··· Record extracts ···
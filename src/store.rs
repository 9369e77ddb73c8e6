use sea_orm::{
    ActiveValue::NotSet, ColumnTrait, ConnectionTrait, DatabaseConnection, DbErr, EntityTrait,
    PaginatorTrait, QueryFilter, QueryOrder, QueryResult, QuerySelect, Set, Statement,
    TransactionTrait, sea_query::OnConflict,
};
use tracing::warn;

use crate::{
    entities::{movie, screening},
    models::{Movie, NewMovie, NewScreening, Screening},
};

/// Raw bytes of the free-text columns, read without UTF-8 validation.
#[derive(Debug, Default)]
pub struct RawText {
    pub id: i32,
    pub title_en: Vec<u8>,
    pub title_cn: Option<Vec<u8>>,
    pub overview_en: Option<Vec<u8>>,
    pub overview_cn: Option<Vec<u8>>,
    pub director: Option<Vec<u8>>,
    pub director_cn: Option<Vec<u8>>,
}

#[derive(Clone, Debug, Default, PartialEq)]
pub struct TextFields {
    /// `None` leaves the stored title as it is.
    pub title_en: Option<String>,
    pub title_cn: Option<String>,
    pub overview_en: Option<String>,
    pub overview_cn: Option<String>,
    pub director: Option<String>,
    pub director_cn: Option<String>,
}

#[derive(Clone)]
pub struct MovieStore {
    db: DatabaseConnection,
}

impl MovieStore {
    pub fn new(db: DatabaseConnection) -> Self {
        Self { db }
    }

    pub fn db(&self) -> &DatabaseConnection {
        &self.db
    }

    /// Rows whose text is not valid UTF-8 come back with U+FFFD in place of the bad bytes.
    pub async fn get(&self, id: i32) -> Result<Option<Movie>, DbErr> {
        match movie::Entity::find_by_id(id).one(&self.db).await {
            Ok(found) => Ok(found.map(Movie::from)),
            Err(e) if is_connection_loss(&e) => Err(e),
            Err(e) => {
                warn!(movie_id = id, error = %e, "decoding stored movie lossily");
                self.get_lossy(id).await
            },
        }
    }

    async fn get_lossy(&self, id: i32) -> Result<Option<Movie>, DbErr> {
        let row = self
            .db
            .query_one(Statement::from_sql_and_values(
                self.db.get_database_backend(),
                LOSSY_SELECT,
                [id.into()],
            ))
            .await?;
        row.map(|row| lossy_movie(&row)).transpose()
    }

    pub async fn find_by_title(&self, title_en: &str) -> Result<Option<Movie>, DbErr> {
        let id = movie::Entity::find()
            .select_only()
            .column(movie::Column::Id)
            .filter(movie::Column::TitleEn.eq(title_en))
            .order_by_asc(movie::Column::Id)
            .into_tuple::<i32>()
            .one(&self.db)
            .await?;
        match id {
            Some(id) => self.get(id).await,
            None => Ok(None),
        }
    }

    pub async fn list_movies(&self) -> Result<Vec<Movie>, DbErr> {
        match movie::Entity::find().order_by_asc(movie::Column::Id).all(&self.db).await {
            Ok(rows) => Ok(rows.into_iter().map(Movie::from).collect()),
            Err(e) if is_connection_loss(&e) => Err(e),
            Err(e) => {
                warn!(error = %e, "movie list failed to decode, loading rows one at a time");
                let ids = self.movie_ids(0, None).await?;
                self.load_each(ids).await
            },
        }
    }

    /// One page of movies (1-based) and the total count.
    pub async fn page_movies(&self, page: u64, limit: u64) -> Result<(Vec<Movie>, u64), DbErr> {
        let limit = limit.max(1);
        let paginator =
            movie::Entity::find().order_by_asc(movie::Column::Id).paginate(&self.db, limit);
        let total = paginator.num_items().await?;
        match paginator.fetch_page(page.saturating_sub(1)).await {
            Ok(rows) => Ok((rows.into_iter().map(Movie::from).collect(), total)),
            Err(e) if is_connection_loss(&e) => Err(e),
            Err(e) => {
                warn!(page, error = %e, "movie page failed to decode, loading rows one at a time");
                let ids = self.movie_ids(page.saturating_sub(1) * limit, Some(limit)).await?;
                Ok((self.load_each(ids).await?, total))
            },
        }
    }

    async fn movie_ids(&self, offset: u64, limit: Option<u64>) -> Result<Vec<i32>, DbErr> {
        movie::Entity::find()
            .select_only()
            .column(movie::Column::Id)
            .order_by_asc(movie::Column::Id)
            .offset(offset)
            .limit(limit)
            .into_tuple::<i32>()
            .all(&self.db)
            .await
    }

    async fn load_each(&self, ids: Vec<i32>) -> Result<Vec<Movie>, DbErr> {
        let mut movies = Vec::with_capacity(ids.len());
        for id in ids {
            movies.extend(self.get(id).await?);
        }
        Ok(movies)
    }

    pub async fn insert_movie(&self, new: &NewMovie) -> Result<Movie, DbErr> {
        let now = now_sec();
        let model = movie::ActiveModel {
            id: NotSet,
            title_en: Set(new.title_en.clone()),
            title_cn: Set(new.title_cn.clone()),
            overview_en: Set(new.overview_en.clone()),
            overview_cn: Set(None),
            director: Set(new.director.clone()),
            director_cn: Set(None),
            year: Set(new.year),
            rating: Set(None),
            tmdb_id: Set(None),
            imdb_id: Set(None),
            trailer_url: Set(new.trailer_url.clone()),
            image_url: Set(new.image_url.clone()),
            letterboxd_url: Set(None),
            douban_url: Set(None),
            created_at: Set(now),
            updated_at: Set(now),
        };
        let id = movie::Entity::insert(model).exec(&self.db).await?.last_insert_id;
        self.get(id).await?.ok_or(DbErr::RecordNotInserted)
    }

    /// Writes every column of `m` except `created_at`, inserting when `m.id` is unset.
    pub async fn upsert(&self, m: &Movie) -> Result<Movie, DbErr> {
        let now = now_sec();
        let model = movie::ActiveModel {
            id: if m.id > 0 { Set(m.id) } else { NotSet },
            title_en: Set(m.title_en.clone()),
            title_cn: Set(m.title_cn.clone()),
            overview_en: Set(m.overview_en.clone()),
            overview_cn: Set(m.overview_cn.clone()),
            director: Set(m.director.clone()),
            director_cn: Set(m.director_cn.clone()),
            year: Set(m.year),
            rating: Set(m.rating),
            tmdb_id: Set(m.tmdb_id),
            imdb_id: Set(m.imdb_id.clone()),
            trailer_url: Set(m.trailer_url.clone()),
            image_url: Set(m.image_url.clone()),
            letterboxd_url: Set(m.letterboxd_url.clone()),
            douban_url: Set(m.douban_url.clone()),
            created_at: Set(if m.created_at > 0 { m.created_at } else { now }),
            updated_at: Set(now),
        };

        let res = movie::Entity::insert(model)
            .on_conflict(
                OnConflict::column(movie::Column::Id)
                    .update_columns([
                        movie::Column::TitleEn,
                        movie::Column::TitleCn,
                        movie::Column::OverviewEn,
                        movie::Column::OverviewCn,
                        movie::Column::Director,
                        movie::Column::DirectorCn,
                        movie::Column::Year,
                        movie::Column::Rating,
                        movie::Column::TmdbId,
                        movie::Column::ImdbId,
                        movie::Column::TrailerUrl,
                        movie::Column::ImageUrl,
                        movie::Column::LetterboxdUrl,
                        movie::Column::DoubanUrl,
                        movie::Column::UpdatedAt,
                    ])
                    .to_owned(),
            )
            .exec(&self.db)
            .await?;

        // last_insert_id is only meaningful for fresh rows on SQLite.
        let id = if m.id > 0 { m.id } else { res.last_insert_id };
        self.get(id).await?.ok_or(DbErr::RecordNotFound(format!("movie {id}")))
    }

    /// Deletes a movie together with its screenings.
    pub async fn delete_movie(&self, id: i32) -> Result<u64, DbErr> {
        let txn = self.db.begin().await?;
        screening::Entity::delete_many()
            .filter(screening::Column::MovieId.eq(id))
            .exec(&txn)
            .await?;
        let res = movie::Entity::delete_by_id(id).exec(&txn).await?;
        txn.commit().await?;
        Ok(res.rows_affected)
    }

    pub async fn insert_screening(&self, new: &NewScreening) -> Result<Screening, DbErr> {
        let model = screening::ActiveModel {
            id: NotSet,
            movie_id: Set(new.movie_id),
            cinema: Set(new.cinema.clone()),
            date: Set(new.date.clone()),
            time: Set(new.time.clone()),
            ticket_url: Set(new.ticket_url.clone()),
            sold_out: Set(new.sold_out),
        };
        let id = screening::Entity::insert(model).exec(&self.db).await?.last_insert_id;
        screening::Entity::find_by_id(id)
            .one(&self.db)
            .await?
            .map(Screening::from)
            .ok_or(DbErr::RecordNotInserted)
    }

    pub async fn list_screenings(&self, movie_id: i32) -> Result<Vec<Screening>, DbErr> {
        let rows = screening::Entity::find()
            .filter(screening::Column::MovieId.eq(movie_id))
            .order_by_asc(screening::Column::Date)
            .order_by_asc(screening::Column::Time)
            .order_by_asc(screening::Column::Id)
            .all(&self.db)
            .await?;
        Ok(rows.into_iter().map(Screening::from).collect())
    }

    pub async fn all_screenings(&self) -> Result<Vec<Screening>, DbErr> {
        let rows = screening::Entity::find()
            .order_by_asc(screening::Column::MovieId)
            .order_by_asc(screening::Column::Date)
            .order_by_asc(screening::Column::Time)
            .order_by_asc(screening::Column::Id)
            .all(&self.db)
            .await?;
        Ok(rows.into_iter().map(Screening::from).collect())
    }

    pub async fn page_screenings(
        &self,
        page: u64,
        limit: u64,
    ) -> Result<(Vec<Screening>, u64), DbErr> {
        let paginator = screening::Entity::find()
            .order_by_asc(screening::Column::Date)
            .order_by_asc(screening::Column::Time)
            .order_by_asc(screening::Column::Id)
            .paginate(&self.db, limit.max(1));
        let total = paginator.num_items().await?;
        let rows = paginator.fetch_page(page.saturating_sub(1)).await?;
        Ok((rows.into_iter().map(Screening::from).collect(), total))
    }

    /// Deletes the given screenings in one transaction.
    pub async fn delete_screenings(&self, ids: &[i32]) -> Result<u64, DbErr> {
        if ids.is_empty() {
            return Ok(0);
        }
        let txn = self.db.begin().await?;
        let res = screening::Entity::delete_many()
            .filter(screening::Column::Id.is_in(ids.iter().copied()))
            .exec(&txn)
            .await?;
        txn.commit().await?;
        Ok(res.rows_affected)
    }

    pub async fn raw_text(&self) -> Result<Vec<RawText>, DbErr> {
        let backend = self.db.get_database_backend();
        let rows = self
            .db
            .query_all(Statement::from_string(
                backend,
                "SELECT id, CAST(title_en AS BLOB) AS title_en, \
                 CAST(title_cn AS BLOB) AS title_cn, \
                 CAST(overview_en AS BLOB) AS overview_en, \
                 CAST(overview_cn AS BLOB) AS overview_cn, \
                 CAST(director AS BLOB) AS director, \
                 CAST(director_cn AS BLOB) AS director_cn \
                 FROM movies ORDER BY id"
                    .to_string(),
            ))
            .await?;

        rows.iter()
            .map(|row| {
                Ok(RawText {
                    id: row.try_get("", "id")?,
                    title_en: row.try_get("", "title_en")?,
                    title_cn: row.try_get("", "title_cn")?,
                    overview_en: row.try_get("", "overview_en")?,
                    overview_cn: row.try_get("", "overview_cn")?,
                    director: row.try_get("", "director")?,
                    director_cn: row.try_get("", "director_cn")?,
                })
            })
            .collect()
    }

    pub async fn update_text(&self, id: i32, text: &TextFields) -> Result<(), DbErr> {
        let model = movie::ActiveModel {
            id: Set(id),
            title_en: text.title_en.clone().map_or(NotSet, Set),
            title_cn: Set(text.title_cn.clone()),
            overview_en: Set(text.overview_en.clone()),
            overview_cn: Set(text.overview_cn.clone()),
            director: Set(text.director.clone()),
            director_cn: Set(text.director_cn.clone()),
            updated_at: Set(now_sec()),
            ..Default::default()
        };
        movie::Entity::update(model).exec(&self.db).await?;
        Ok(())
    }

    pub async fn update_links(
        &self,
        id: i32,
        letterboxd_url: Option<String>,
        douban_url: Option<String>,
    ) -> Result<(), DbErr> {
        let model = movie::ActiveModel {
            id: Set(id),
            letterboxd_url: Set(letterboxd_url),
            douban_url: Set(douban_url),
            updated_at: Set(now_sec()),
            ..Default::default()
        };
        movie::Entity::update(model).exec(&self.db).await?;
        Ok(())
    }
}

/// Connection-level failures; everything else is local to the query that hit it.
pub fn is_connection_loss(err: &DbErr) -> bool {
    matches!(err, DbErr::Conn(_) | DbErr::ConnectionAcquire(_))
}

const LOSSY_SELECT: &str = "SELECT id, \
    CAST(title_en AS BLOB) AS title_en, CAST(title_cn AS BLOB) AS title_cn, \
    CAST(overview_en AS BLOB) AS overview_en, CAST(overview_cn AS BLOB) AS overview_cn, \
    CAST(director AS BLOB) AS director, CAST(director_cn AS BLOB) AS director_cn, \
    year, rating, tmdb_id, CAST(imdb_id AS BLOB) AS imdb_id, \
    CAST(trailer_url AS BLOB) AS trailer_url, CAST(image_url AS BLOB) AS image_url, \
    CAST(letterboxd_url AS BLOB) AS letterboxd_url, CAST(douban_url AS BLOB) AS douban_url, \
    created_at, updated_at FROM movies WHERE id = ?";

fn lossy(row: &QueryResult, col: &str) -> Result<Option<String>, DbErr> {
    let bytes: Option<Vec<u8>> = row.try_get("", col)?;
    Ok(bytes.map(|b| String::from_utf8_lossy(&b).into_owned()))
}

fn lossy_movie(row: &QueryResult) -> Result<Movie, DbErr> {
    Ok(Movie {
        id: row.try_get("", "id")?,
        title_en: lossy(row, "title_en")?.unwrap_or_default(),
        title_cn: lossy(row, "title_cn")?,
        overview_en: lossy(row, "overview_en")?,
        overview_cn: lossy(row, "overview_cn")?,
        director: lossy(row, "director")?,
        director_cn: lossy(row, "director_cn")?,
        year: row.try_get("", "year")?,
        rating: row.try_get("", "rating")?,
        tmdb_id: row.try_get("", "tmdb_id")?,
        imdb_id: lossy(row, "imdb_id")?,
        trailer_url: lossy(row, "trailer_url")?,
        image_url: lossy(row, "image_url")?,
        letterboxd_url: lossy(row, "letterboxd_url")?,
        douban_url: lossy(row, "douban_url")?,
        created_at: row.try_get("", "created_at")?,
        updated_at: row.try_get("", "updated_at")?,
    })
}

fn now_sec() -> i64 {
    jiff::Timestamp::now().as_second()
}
···
- [Exercise requirements]:
Which lines in the listing have the string "exec"? Pick them out and copy them.

- [Written reply]:
        let id = movie::Entity::insert(model).exec(&self.db).await?.last_insert_id;
            .exec(&self.db)
            .exec(&txn)
        let res = movie::Entity::delete_by_id(id).exec(&txn).await?;
        let id = screening::Entity::insert(model).exec(&self.db).await?.last_insert_id;
            .exec(&txn)
        movie::Entity::update(model).exec(&self.db).await?;
        movie::Entity::update(model).exec(&self.db).await?;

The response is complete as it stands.